--- START ---
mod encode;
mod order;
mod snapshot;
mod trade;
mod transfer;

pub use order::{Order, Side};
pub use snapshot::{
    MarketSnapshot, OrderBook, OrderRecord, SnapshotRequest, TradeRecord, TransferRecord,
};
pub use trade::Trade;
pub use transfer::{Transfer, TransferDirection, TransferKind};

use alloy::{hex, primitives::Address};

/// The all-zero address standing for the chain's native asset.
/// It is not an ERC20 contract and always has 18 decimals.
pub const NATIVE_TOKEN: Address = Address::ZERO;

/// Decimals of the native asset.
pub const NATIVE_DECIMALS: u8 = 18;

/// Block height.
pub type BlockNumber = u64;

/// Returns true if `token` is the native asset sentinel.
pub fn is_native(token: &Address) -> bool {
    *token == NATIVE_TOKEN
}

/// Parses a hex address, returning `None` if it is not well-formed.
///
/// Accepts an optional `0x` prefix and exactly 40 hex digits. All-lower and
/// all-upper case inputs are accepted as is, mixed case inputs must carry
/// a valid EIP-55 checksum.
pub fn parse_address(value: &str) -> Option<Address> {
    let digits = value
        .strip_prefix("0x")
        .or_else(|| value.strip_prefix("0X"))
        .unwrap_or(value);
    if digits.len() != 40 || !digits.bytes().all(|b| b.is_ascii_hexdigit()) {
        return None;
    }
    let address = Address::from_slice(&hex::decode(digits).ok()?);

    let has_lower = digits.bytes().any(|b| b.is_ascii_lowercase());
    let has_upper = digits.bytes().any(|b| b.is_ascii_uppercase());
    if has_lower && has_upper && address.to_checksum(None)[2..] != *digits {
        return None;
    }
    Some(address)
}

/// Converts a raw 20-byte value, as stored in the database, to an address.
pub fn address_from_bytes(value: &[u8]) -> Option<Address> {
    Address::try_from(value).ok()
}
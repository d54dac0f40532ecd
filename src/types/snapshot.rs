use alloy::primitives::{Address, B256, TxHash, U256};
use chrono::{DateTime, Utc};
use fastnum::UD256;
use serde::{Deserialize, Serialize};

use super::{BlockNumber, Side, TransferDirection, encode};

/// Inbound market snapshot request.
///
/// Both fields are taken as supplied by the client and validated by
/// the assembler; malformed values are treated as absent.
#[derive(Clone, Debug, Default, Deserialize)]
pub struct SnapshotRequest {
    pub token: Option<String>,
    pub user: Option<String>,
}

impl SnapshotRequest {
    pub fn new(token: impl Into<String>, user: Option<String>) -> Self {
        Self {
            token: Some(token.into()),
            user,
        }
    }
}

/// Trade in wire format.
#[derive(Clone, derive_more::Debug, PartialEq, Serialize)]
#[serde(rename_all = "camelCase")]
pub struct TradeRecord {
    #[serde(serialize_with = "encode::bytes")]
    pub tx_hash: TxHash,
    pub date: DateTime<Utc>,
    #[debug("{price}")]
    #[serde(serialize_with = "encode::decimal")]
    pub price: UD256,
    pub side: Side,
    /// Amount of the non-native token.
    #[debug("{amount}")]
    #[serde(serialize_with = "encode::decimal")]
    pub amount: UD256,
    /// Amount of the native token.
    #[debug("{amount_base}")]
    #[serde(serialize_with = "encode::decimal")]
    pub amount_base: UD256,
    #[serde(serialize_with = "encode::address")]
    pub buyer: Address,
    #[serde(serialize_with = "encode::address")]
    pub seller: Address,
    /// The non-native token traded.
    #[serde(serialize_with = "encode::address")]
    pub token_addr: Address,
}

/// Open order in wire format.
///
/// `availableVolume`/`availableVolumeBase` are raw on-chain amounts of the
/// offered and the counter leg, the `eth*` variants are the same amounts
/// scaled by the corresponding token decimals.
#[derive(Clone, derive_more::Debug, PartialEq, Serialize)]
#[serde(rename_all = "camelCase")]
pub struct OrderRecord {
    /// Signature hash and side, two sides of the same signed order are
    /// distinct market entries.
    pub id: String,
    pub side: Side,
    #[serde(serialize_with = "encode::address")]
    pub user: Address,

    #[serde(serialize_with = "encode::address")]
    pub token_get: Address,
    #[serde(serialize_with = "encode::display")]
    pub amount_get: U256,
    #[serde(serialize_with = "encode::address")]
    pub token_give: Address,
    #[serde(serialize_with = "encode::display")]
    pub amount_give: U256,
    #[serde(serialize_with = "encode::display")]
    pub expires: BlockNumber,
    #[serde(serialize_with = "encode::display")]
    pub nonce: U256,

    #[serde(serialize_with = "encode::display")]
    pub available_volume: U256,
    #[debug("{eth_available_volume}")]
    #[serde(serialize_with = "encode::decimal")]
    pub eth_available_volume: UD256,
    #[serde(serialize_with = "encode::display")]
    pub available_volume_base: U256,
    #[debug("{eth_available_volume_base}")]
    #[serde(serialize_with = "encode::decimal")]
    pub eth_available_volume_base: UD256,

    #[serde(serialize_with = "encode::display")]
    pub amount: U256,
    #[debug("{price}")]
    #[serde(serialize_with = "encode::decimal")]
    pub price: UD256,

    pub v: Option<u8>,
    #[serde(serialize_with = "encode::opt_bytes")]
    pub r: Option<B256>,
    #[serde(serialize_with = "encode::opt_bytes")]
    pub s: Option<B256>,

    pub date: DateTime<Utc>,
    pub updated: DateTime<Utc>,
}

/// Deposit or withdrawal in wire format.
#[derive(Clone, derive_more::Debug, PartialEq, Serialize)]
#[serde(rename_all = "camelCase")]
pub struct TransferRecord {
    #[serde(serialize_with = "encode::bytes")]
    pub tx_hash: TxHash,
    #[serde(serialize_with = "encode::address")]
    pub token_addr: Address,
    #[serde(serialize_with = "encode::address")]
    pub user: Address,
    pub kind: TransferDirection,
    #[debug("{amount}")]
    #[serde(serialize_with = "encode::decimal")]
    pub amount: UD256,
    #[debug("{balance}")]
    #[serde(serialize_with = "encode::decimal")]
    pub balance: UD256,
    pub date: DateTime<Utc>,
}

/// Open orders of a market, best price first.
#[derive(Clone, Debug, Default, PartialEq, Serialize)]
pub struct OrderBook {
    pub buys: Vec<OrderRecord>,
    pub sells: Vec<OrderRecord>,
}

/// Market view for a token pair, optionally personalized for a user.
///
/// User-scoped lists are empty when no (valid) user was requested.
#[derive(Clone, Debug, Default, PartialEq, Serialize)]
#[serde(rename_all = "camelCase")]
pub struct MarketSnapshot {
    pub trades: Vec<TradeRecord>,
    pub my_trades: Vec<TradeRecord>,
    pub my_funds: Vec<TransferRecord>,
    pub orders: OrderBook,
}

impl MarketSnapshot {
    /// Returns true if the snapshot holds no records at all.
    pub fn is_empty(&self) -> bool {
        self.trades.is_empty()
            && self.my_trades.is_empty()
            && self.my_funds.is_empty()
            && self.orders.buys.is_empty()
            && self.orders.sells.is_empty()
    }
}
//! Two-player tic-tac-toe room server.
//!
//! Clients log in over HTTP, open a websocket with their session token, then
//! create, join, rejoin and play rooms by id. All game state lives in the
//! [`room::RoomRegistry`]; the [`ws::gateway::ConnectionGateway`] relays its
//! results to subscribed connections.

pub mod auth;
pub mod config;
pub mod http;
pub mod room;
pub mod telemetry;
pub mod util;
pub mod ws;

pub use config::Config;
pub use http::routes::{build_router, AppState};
--- END ---
--- START ---
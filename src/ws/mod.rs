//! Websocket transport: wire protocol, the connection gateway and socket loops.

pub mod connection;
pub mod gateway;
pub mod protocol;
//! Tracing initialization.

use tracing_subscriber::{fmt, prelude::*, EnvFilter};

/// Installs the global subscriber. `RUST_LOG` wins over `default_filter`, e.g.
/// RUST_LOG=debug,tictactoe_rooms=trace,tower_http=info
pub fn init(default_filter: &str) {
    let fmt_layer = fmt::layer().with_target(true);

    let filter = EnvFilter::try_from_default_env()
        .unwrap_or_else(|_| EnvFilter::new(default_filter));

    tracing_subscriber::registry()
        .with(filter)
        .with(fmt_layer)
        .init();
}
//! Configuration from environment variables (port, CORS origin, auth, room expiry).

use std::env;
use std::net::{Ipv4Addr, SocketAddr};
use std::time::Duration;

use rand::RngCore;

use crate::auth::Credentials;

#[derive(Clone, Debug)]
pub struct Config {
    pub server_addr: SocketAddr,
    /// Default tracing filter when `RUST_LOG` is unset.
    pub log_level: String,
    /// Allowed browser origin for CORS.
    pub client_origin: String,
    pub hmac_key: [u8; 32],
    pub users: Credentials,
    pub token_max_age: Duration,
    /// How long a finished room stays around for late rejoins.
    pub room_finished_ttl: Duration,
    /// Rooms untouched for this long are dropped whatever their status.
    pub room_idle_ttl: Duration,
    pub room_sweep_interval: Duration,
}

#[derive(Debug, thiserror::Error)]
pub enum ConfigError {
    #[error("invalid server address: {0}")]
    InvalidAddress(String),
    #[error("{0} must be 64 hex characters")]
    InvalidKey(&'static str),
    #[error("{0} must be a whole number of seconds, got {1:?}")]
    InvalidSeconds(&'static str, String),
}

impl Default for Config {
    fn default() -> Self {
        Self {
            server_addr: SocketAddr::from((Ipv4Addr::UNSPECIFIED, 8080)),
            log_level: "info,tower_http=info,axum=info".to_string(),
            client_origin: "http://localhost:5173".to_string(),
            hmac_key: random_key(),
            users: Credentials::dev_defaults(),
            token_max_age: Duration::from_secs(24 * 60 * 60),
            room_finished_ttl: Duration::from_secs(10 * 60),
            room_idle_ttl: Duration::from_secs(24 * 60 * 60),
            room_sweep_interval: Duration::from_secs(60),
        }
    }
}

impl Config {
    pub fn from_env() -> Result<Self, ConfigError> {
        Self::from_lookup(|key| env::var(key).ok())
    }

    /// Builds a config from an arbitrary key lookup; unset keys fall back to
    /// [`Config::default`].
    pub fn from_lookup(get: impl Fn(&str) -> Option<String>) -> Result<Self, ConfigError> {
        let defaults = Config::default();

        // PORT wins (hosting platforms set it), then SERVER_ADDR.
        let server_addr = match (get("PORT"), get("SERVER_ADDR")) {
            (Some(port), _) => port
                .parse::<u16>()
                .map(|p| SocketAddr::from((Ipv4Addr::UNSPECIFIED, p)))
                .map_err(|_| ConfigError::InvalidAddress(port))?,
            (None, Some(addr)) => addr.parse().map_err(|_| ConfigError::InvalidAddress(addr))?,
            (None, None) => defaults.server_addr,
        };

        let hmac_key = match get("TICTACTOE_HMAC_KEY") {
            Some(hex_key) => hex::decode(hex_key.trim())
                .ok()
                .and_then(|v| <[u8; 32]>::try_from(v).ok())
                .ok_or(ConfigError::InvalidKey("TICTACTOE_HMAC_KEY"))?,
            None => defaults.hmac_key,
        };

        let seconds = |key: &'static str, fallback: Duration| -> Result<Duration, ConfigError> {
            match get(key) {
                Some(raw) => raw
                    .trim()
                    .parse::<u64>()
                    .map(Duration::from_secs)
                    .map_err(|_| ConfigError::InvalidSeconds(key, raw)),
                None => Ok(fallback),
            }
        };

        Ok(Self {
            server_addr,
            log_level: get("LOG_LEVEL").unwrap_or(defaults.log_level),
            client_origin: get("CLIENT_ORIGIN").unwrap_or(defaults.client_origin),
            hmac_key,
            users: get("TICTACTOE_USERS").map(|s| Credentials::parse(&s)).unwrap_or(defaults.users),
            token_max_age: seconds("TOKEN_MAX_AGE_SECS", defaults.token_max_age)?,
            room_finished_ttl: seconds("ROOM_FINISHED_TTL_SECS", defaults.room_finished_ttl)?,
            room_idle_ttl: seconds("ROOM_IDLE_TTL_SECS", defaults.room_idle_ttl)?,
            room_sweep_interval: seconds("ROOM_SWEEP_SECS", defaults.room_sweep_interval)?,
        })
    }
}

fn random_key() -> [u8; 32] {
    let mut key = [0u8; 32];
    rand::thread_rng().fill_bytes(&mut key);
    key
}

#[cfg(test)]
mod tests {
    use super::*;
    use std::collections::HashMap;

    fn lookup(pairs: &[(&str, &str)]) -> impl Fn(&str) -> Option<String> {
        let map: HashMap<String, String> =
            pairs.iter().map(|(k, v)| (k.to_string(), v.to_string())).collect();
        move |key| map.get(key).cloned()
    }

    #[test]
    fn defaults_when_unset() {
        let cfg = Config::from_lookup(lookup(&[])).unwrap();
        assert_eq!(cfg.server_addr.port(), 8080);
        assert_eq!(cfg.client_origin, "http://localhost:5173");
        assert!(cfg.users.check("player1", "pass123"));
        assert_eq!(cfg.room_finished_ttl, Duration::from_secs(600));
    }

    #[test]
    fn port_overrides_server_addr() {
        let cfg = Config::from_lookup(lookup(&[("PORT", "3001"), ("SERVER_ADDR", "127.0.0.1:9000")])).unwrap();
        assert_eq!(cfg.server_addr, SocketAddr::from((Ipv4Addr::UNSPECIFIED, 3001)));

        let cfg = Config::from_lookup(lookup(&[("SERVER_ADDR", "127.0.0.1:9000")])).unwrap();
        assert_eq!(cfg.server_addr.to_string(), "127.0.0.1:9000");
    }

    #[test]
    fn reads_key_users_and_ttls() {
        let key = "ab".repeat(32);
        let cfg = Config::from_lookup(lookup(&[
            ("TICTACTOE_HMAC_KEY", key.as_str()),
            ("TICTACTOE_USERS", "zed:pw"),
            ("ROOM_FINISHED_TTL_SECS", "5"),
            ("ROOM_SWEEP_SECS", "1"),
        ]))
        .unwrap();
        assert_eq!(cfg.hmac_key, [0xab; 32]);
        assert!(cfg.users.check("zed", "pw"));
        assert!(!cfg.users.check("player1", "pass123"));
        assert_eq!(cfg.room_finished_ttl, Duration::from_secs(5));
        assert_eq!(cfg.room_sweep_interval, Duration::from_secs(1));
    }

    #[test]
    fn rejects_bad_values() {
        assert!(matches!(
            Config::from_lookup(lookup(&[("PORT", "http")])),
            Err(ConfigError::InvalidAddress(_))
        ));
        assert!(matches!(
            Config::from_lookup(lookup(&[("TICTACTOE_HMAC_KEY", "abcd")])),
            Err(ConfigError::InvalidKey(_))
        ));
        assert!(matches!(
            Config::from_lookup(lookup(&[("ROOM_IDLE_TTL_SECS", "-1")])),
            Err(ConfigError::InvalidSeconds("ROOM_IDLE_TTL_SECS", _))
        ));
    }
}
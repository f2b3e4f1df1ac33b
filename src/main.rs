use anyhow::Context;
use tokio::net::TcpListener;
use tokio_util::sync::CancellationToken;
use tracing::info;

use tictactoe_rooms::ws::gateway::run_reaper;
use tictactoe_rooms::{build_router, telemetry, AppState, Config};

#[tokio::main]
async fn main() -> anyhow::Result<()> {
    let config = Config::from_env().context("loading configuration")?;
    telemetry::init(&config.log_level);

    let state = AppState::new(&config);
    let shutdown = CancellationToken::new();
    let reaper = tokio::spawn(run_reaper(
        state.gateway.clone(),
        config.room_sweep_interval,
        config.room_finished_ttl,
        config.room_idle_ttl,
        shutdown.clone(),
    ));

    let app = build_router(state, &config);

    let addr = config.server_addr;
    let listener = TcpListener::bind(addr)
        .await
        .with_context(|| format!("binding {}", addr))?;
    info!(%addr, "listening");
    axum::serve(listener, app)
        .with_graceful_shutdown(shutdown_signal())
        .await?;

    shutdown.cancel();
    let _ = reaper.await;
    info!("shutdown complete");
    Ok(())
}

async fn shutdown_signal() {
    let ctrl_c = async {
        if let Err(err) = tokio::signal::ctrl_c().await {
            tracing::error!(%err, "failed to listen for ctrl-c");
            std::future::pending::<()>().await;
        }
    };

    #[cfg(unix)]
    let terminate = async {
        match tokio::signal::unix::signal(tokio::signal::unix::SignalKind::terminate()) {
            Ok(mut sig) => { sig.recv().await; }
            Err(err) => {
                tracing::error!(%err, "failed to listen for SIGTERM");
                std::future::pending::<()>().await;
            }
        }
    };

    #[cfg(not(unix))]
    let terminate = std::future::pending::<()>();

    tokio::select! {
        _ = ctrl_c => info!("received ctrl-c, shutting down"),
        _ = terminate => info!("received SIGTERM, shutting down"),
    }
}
--- END ---
Using the records above, report each line with the string "EnvFilter".

» OUTPUT FOR THIS EXERCISE:
use tracing_subscriber::{fmt, prelude::*, EnvFilter};
    let filter = EnvFilter::try_from_default_env()
        .unwrap_or_else(|_| EnvFilter::new(default_filter));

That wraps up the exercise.